Anyway: I love getting mail, thanks for taking the time, keep it coming – helphely at gmail is the way.
Swam into my Internet ken a picture of the world’s oldest wombat:
I wondered how old Patrick was, and quickly found the answer:
The name ‘wombat’ comes from the now nearly extinct Darug language spoken by the Aboriginal Darug people who originally inhabited the Sydney area. It was first recorded in January 1798, when John Price and James Wilson, a white man who had adopted Aboriginal ways, visited the area of what is now Bargo, New South Wales. Price wrote: ‘We saw several sorts of dung of different animals, one of which Wilson called a Whom-batt, which is an animal about 20 inches high, with short legs and a thick body with a large head, round ears, and very small eyes; is very fat, and has much the appearance of a badger.
He loves his wheelbarrow.
Happy Birthday Patrick the Wombat! This 29 year old is the world’s oldest living wombat. Given that Patrick has never had children, or any partners in general, probably makes him the oldest living wombat virgin as well! Congrats mate!
(stealing these pictures from Buzzfeed and on backwards through Internet eternity to Tourism Australia)
Really enjoyed this comedy bit from last year on Seth Meyers starring writer/comedian Michelle Wolf:
Helytimes reader Mat W. informs us that in the original Little Orphan Annie comic, Daddy Warbucks is married:
his wife (a plumber’s daughter) is a snobbish, gossiping nouveau riche who derides her husband’s affection for Annie. When Warbucks is suddenly called to Siberia on business, his wife spitefully sends Annie back to the orphanage.
In November 1932 Franklin Delano Roosevelt was elected President and proposed his New Deal. Many, including Gray, saw this and other programs as government interference in private enterprise. Gray railed against Roosevelt and his programs. (Gray even killed Daddy Warbucks off in 1945, believing that Warbucks could not coexist in the world with FDR. But following FDR’s death, Gary resurrected Warbucks, who said to Annie, “Somehow I feel that the climate here has changed since I went away.”

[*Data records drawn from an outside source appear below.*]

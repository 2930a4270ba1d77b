//! Query parameters for the record API: field projection and filter predicates.
//!
//! ```json
//! {
//!   "fields": [{ "field": { "Name": "Name" } }, { "field": { "Name": "price" } }],
//!   "where": [{ "fieldName": "featured", "operator": "EqualTo", "values": [true] }],
//!   "whereGroups": [{
//!     "operator": "OR",
//!     "subGroups": [{
//!       "operator": "OR",
//!       "conditions": [{ "fieldName": "Name", "operator": "Contains", "values": ["phone"] }]
//!     }]
//!   }]
//! }
//! ```
//!
//! Every `where` condition and every group must hold (AND). Inside a group,
//! sub-groups combine with the group operator; inside a sub-group, conditions
//! combine with the sub-group operator.

use serde::{Deserialize, Serialize};
use serde_json::Value;

/// A field to include in query results.
#[derive(Debug, Clone, PartialEq, Eq, Serialize, Deserialize)]
pub struct FieldSelector {
    pub field: FieldName,
}

/// Wrapper matching the `{ "Name": "..." }` shape of the API.
#[derive(Debug, Clone, PartialEq, Eq, Serialize, Deserialize)]
pub struct FieldName {
    #[serde(rename = "Name")]
    pub name: String,
}

impl FieldSelector {
    /// Select a field by name.
    #[must_use]
    pub fn new(name: &str) -> Self {
        Self {
            field: FieldName {
                name: name.to_owned(),
            },
        }
    }
}

/// Comparison applied by a condition.
#[derive(Debug, Clone, Copy, PartialEq, Eq, Serialize, Deserialize)]
pub enum Operator {
    Contains,
    EqualTo,
    GreaterThanOrEqualTo,
    LessThanOrEqualTo,
}

/// How conditions or sub-groups combine.
#[derive(Debug, Clone, Copy, PartialEq, Eq, Serialize, Deserialize)]
#[serde(rename_all = "UPPERCASE")]
pub enum Combinator {
    And,
    Or,
}

/// A predicate on one named field.
#[derive(Debug, Clone, PartialEq, Serialize, Deserialize)]
#[serde(rename_all = "camelCase")]
pub struct Condition {
    pub field_name: String,
    pub operator: Operator,
    pub values: Vec<Value>,
}

impl Condition {
    /// Create a condition with a single comparison value.
    #[must_use]
    pub fn new(field_name: &str, operator: Operator, value: impl Into<Value>) -> Self {
        Self {
            field_name: field_name.to_owned(),
            operator,
            values: vec![value.into()],
        }
    }
}

/// Conditions joined by one combinator.
#[derive(Debug, Clone, PartialEq, Serialize, Deserialize)]
pub struct SubGroup {
    pub operator: Combinator,
    pub conditions: Vec<Condition>,
}

/// Sub-groups joined by one combinator.
#[derive(Debug, Clone, PartialEq, Serialize, Deserialize)]
#[serde(rename_all = "camelCase")]
pub struct WhereGroup {
    pub operator: Combinator,
    pub sub_groups: Vec<SubGroup>,
}

impl WhereGroup {
    /// A group that holds when any of `conditions` holds.
    #[must_use]
    pub fn any(conditions: Vec<Condition>) -> Self {
        Self {
            operator: Combinator::Or,
            sub_groups: vec![SubGroup {
                operator: Combinator::Or,
                conditions,
            }],
        }
    }
}

/// Parameters of a `query` call.
#[derive(Debug, Clone, Default, PartialEq, Serialize, Deserialize)]
#[serde(rename_all = "camelCase")]
pub struct QueryParams {
    #[serde(default)]
    pub fields: Vec<FieldSelector>,
    #[serde(rename = "where", default, skip_serializing_if = "Vec::is_empty")]
    pub conditions: Vec<Condition>,
    #[serde(default, skip_serializing_if = "Vec::is_empty")]
    pub where_groups: Vec<WhereGroup>,
}

impl QueryParams {
    /// Project the given fields. An empty list returns every field.
    #[must_use]
    pub fn select(fields: &[&str]) -> Self {
        Self {
            fields: fields.iter().map(|name| FieldSelector::new(name)).collect(),
            ..Self::default()
        }
    }

    /// Add a condition that must hold.
    #[must_use]
    pub fn filter(mut self, condition: Condition) -> Self {
        self.conditions.push(condition);
        self
    }

    /// Add a group that must hold.
    #[must_use]
    pub fn group(mut self, group: WhereGroup) -> Self {
        self.where_groups.push(group);
        self
    }

    /// Names of the projected fields.
    pub fn field_names(&self) -> impl Iterator<Item = &str> {
        self.fields.iter().map(|f| f.field.name.as_str())
    }
}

Gray was especially critical of the justice system, which he saw as not doing enough to deal with criminals. Thus, some of his storylines featured people taking the law into their own hands. This happened as early as 1927 in an adventure named “The Haunted House”. Annie is kidnapped by a gangster called Mister Mack. Warbucks rescues her and takes Mack and his gang into custody. He then contacts a local senator who owes him a favor. Warbucks persuades the politician to use his influence with the judge and make sure that the trial goes their way and that Mack and his men get their just desserts. Annie questions the use of such methods but concludes, “With all th’ crooks usin’ pull an’ money to get off, I guess ’bout th’ only way to get ’em punished is for honest police like Daddy to use pull an’ money an’ gun-men, too, an’ beat them at their own game.”
Warbucks became much more ruthless in later years. After catching yet another gang of Annie kidnappers he announced that he “wouldn’t think of troubling the police with you boys”, implying that while he and Annie celebrated their reunion, the Asp and his men took the kidnappers away to be lynched.
Gray reported in 1952 that Annie’s origin lay in a chance meeting he had with a ragamuffin while wandering the streets of Chicago looking for cartooning ideas. “I talked to this little kid and liked her right away,” Gray said, “She had common sense, knew how to take care of herself. She had to. Her name was Annie. At the time some 40 strips were using boys as the main characters; only three were using girls. I chose Annie for mine, and made her an orphan, so she’d have no family, no tangling alliances, but freedom to go where she pleased.”